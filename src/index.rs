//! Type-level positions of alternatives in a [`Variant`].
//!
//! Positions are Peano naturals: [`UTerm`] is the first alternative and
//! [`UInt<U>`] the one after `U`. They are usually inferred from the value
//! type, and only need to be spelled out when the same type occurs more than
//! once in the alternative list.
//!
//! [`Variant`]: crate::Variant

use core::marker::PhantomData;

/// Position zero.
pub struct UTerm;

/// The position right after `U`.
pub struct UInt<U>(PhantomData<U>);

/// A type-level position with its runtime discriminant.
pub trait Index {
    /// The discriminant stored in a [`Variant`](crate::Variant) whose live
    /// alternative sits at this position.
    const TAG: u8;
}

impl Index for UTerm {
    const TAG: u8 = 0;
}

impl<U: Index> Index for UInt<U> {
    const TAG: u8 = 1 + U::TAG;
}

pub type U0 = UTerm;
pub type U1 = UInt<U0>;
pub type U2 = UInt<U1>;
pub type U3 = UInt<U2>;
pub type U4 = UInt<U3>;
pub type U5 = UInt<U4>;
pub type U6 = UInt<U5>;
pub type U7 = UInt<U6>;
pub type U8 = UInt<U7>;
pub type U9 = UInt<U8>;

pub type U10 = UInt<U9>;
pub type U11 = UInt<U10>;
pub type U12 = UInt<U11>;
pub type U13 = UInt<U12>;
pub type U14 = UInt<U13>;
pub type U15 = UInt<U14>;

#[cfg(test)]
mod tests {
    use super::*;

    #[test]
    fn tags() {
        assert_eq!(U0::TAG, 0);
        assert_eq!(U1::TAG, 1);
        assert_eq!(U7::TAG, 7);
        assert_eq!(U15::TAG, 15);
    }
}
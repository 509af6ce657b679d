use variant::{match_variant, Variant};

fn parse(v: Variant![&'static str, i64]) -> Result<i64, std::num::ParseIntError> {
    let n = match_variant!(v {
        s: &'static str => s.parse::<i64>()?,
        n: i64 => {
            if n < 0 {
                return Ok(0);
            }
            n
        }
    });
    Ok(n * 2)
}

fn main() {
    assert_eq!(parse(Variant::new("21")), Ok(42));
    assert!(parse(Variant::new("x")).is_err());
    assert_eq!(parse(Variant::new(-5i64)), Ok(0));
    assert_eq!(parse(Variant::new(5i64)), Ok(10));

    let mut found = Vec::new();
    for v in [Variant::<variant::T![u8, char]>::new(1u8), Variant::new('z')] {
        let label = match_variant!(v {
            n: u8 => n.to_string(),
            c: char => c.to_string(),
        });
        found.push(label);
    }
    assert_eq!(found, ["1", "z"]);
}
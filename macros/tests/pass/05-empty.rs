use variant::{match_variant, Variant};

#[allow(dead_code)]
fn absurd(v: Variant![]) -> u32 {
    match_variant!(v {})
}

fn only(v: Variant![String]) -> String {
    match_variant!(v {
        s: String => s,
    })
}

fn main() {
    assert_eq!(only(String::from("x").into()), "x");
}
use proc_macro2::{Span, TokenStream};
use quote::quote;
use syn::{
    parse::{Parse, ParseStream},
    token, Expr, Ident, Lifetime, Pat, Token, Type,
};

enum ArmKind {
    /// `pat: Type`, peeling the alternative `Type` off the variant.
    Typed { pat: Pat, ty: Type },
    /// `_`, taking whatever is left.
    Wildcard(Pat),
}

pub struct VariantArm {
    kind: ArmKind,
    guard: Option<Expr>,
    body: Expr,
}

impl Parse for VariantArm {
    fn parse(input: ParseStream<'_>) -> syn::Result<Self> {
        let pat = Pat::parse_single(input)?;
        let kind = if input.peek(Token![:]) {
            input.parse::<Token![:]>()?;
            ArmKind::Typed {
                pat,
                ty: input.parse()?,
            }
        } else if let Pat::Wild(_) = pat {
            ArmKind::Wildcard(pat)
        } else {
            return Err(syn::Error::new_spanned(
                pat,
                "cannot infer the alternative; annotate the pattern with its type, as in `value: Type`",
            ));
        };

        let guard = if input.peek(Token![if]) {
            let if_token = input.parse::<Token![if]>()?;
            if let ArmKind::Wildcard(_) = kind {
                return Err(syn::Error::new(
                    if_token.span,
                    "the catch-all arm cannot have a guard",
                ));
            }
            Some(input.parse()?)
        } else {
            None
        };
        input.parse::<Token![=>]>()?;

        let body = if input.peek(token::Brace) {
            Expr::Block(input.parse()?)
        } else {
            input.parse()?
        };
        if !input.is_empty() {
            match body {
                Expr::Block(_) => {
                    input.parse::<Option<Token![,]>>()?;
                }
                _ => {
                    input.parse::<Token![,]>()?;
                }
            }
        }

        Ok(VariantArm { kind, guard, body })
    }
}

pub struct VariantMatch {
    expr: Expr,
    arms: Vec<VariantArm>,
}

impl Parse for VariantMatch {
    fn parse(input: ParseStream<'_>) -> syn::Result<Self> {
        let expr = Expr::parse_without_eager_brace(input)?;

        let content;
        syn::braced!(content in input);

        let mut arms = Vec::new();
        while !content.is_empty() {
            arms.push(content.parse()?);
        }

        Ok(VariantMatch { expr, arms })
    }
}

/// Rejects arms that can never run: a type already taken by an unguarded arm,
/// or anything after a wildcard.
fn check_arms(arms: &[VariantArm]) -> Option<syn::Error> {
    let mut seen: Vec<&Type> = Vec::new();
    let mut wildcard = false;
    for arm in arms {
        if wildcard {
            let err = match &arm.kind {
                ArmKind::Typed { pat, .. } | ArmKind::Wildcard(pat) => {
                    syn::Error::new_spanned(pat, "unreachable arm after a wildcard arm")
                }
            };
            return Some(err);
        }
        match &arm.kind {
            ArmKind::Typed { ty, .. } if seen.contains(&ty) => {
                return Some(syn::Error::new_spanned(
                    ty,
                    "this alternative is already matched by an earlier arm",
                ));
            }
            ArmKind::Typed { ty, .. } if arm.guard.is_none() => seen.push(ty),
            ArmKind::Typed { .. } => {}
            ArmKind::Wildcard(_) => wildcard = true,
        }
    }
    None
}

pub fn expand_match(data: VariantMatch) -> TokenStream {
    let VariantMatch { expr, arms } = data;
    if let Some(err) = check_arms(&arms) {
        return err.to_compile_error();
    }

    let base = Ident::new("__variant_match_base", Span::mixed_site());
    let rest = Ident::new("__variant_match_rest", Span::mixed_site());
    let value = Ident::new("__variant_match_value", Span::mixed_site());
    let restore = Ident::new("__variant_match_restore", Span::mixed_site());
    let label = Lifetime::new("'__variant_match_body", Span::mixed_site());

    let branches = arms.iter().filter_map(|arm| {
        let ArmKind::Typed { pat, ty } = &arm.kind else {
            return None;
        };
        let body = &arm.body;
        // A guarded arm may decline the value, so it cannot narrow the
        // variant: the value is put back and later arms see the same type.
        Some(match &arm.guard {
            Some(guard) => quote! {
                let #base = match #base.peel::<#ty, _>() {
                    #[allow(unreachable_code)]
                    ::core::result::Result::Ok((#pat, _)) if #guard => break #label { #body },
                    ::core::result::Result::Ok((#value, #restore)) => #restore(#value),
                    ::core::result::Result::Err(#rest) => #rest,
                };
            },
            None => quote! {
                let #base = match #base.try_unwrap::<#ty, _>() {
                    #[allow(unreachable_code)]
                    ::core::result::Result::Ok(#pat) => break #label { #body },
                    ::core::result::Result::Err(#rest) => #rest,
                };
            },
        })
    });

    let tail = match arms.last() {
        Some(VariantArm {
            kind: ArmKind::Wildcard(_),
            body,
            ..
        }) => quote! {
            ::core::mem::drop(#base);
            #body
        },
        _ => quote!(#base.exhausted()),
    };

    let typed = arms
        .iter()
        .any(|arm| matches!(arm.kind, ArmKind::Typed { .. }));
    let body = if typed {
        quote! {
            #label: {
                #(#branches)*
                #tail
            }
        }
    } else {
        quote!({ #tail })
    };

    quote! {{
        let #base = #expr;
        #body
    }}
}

Exercise aim
All entries given above should be transcribed exactly, with none omitted.

Solution for this task
filename src/index.rs
//! Type-level positions of alternatives in a [`Variant`].
//!
//! Positions are Peano naturals: [`UTerm`] is the first alternative and
//! [`UInt<U>`] the one after `U`. They are usually inferred from the value
//! type, and only need to be spelled out when the same type occurs more than
//! once in the alternative list.
//!
//! [`Variant`]: crate::Variant

use core::marker::PhantomData;

/// Position zero.
pub struct UTerm;

/// The position right after `U`.
pub struct UInt<U>(PhantomData<U>);

/// A type-level position with its runtime discriminant.
pub trait Index {
    /// The discriminant stored in a [`Variant`](crate::Variant) whose live
    /// alternative sits at this position.
    const TAG: u8;
}

impl Index for UTerm {
    const TAG: u8 = 0;
}

impl<U: Index> Index for UInt<U> {
    const TAG: u8 = 1 + U::TAG;
}

pub type U0 = UTerm;
pub type U1 = UInt<U0>;
pub type U2 = UInt<U1>;
pub type U3 = UInt<U2>;
pub type U4 = UInt<U3>;
pub type U5 = UInt<U4>;
pub type U6 = UInt<U5>;
pub type U7 = UInt<U6>;
pub type U8 = UInt<U7>;
pub type U9 = UInt<U8>;

pub type U10 = UInt<U9>;
pub type U11 = UInt<U10>;
pub type U12 = UInt<U11>;
pub type U13 = UInt<U12>;
pub type U14 = UInt<U13>;
pub type U15 = UInt<U14>;

#[cfg(test)]
mod tests {
    use super::*;

    #[test]
    fn tags() {
        assert_eq!(U0::TAG, 0);
        assert_eq!(U1::TAG, 1);
        assert_eq!(U7::TAG, 7);
        assert_eq!(U15::TAG, 15);
    }
}
repository 509af6ce657b679d
use variant::{match_variant, Variant};

fn parse(v: Variant![&'static str, i64]) -> Result<i64, std::num::ParseIntError> {
    let n = match_variant!(v {
        s: &'static str => s.parse::<i64>()?,
        n: i64 => {
            if n < 0 {
                return Ok(0);
            }
            n
        }
    });
    Ok(n * 2)
}

fn main() {
    assert_eq!(parse(Variant::new("21")), Ok(42));
    assert!(parse(Variant::new("x")).is_err());
    assert_eq!(parse(Variant::new(-5i64)), Ok(0));
    assert_eq!(parse(Variant::new(5i64)), Ok(10));

    let mut found = Vec::new();
    for v in [Variant::<variant::T![u8, char]>::new(1u8), Variant::new('z')] {
        let label = match_variant!(v {
            n: u8 => n.to_string(),
            c: char => c.to_string(),
        });
        found.push(label);
    }
    assert_eq!(found, ["1", "z"]);
}
filename macros/tests/pass/05-empty.rs
use variant::{match_variant, Variant};

#[allow(dead_code)]
fn absurd(v: Variant![]) -> u32 {
    match_variant!(v {})
}

fn only(v: Variant![String]) -> String {
    match_variant!(v {
        s: String => s,
    })
}

fn main() {
    assert_eq!(only(String::from("x").into()), "x");
}
use proc_macro2::{Span, TokenStream};
use quote::quote;
use syn::{
    parse::{Parse, ParseStream},
    token, Expr, Ident, Lifetime, Pat, Token, Type,
};

enum ArmKind {
    /// `pat: Type`, peeling the alternative `Type` off the variant.
    Typed { pat: Pat, ty: Type },
    /// `_`, taking whatever is left.
    Wildcard(Pat),
}

pub struct VariantArm {
    kind: ArmKind,
    guard: Option<Expr>,
    body: Expr,
}

impl Parse for VariantArm {
    fn parse(input: ParseStream<'_>) -> syn::Result<Self> {
        let pat = Pat::parse_single(input)?;
        let kind = if input.peek(Token![:]) {
            input.parse::<Token![:]>()?;
            ArmKind::Typed {
                pat,
                ty: input.parse()?,
            }
        } else if let Pat::Wild(_) = pat {
            ArmKind::Wildcard(pat)
        } else {
            return Err(syn::Error::new_spanned(
                pat,
                "cannot infer the alternative; annotate the pattern with its type, as in `value: Type`",
            ));
        };

        let guard = if input.peek(Token![if]) {
            let if_token = input.parse::<Token![if]>()?;
            if let ArmKind::Wildcard(_) = kind {
                return Err(syn::Error::new(
                    if_token.span,
                    "the catch-all arm cannot have a guard",
                ));
            }
            Some(input.parse()?)
        } else {
            None
        };
        input.parse::<Token![=>]>()?;

        let body = if input.peek(token::Brace) {
            Expr::Block(input.parse()?)
        } else {
            input.parse()?
        };
        if !input.is_empty() {
            match body {
                Expr::Block(_) => {
                    input.parse::<Option<Token![,]>>()?;
                }
                _ => {
                    input.parse::<Token![,]>()?;
                }
            }
        }

        Ok(VariantArm { kind, guard, body })
    }
}

pub struct VariantMatch {
    expr: Expr,
    arms: Vec<VariantArm>,
}

impl Parse for VariantMatch {
    fn parse(input: ParseStream<'_>) -> syn::Result<Self> {
        let expr = Expr::parse_without_eager_brace(input)?;

        let content;
        syn::braced!(content in input);

        let mut arms = Vec::new();
        while !content.is_empty() {
            arms.push(content.parse()?);
        }

        Ok(VariantMatch { expr, arms })
    }
}

/// Rejects arms that can never run: a type already taken by an unguarded arm,
/// or anything after a wildcard.
fn check_arms(arms: &[VariantArm]) -> Option<syn::Error> {
    let mut seen: Vec<&Type> = Vec::new();
    let mut wildcard = false;
    for arm in arms {
        if wildcard {
            let err = match &arm.kind {
                ArmKind::Typed { pat, .. } | ArmKind::Wildcard(pat) => {
                    syn::Error::new_spanned(pat, "unreachable arm after a wildcard arm")
                }
            };
            return Some(err);
        }
        match &arm.kind {
            ArmKind::Typed { ty, .. } if seen.contains(&ty) => {
                return Some(syn::Error::new_spanned(
                    ty,
                    "this alternative is already matched by an earlier arm",
                ));
            }
            ArmKind::Typed { ty, .. } if arm.guard.is_none() => seen.push(ty),
            ArmKind::Typed { .. } => {}
            ArmKind::Wildcard(_) => wildcard = true,
        }
    }
    None
}

pub fn expand_match(data: VariantMatch) -> TokenStream {
    let VariantMatch { expr, arms } = data;
    if let Some(err) = check_arms(&arms) {
        return err.to_compile_error();
    }

    let base = Ident::new("__variant_match_base", Span::mixed_site());
    let rest = Ident::new("__variant_match_rest", Span::mixed_site());
    let value = Ident::new("__variant_match_value", Span::mixed_site());
    let restore = Ident::new("__variant_match_restore", Span::mixed_site());
    let label = Lifetime::new("'__variant_match_body", Span::mixed_site());

    let branches = arms.iter().filter_map(|arm| {
        let ArmKind::Typed { pat, ty } = &arm.kind else {
            return None;
        };
        let body = &arm.body;
        // A guarded arm may decline the value, so it cannot narrow the
        // variant: the value is put back and later arms see the same type.
        Some(match &arm.guard {
            Some(guard) => quote! {
                let #base = match #base.peel::<#ty, _>() {
                    #[allow(unreachable_code)]
                    ::core::result::Result::Ok((#pat, _)) if #guard => break #label { #body },
                    ::core::result::Result::Ok((#value, #restore)) => #restore(#value),
                    ::core::result::Result::Err(#rest) => #rest,
                };
            },
            None => quote! {
                let #base = match #base.try_unwrap::<#ty, _>() {
                    #[allow(unreachable_code)]
                    ::core::result::Result::Ok(#pat) => break #label { #body },
                    ::core::result::Result::Err(#rest) => #rest,
                };
            },
        })
    });

    let tail = match arms.last() {
        Some(VariantArm {
            kind: ArmKind::Wildcard(_),
            body,
            ..
        }) => quote! {
            ::core::mem::drop(#base);
            #body
        },
        _ => quote!(#base.exhausted()),
    };

    let typed = arms
        .iter()
        .any(|arm| matches!(arm.kind, ArmKind::Typed { .. }));
    let body = if typed {
        quote! {
            #label: {
                #(#branches)*
                #tail
            }
        }
    } else {
        quote!({ #tail })
    };

    quote! {{
        let #base = #expr;
        #body
    }}
}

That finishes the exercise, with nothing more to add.